Records provided Block Start
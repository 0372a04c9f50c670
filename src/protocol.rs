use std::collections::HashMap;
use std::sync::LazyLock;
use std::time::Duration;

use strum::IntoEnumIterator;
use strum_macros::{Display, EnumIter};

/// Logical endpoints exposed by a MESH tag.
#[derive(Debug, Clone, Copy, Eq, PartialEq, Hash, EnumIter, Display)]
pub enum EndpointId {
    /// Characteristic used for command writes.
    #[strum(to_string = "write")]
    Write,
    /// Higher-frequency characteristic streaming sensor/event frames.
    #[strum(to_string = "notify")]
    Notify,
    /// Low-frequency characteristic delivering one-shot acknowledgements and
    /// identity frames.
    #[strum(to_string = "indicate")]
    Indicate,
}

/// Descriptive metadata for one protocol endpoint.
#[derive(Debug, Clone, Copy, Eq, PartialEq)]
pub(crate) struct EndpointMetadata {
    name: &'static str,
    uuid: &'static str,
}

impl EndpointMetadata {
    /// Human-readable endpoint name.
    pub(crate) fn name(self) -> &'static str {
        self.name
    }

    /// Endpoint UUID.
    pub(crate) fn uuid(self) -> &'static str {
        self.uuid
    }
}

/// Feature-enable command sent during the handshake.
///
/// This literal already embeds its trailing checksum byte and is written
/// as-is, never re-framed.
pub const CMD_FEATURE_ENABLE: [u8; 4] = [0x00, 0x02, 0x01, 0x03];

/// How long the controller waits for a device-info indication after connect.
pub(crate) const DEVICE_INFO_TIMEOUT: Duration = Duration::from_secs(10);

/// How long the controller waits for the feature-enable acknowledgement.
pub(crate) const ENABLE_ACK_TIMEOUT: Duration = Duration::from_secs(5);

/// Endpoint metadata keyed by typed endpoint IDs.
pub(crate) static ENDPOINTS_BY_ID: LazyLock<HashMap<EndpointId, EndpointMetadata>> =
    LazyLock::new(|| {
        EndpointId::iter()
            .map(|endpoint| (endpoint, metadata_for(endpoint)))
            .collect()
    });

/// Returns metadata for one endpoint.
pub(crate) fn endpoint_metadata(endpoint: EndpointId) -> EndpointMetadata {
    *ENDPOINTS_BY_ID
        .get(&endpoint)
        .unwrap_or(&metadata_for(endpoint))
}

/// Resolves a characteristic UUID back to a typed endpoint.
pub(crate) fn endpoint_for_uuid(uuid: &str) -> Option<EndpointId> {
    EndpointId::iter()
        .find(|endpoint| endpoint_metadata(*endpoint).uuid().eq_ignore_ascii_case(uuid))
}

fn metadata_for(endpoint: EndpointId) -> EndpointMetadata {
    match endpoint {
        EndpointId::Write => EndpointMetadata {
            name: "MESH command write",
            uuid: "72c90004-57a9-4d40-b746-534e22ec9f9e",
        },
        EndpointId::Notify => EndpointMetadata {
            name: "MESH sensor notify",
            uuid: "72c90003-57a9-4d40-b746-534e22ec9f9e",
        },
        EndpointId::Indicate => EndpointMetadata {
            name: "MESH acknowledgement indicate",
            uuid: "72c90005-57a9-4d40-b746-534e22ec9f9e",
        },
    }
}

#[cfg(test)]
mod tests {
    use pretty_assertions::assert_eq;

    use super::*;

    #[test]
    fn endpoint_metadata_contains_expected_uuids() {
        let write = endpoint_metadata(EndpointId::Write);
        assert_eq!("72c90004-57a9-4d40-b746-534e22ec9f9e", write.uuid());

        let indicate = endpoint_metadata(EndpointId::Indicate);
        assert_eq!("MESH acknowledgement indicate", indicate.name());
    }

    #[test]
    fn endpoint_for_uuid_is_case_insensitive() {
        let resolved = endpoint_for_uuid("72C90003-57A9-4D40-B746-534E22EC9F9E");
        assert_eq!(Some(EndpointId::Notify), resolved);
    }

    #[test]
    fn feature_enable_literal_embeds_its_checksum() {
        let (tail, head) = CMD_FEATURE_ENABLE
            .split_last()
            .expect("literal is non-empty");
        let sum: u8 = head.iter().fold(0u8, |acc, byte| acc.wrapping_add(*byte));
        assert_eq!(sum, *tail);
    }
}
Records provided Block End
Problem requirements | Your task is to quote, without any alteration, the lines running from the top of the records to the line that holds "indication after connect.", both included.

Solution to the problem |
repository 0372a04c9f50c670
filename src/protocol.rs
use std::collections::HashMap;
use std::sync::LazyLock;
use std::time::Duration;

use strum::IntoEnumIterator;
use strum_macros::{Display, EnumIter};

/// Logical endpoints exposed by a MESH tag.
#[derive(Debug, Clone, Copy, Eq, PartialEq, Hash, EnumIter, Display)]
pub enum EndpointId {
    /// Characteristic used for command writes.
    #[strum(to_string = "write")]
    Write,
    /// Higher-frequency characteristic streaming sensor/event frames.
    #[strum(to_string = "notify")]
    Notify,
    /// Low-frequency characteristic delivering one-shot acknowledgements and
    /// identity frames.
    #[strum(to_string = "indicate")]
    Indicate,
}

/// Descriptive metadata for one protocol endpoint.
#[derive(Debug, Clone, Copy, Eq, PartialEq)]
pub(crate) struct EndpointMetadata {
    name: &'static str,
    uuid: &'static str,
}

impl EndpointMetadata {
    /// Human-readable endpoint name.
    pub(crate) fn name(self) -> &'static str {
        self.name
    }

    /// Endpoint UUID.
    pub(crate) fn uuid(self) -> &'static str {
        self.uuid
    }
}

/// Feature-enable command sent during the handshake.
///
/// This literal already embeds its trailing checksum byte and is written
/// as-is, never re-framed.
pub const CMD_FEATURE_ENABLE: [u8; 4] = [0x00, 0x02, 0x01, 0x03];

/// How long the controller waits for a device-info indication after connect.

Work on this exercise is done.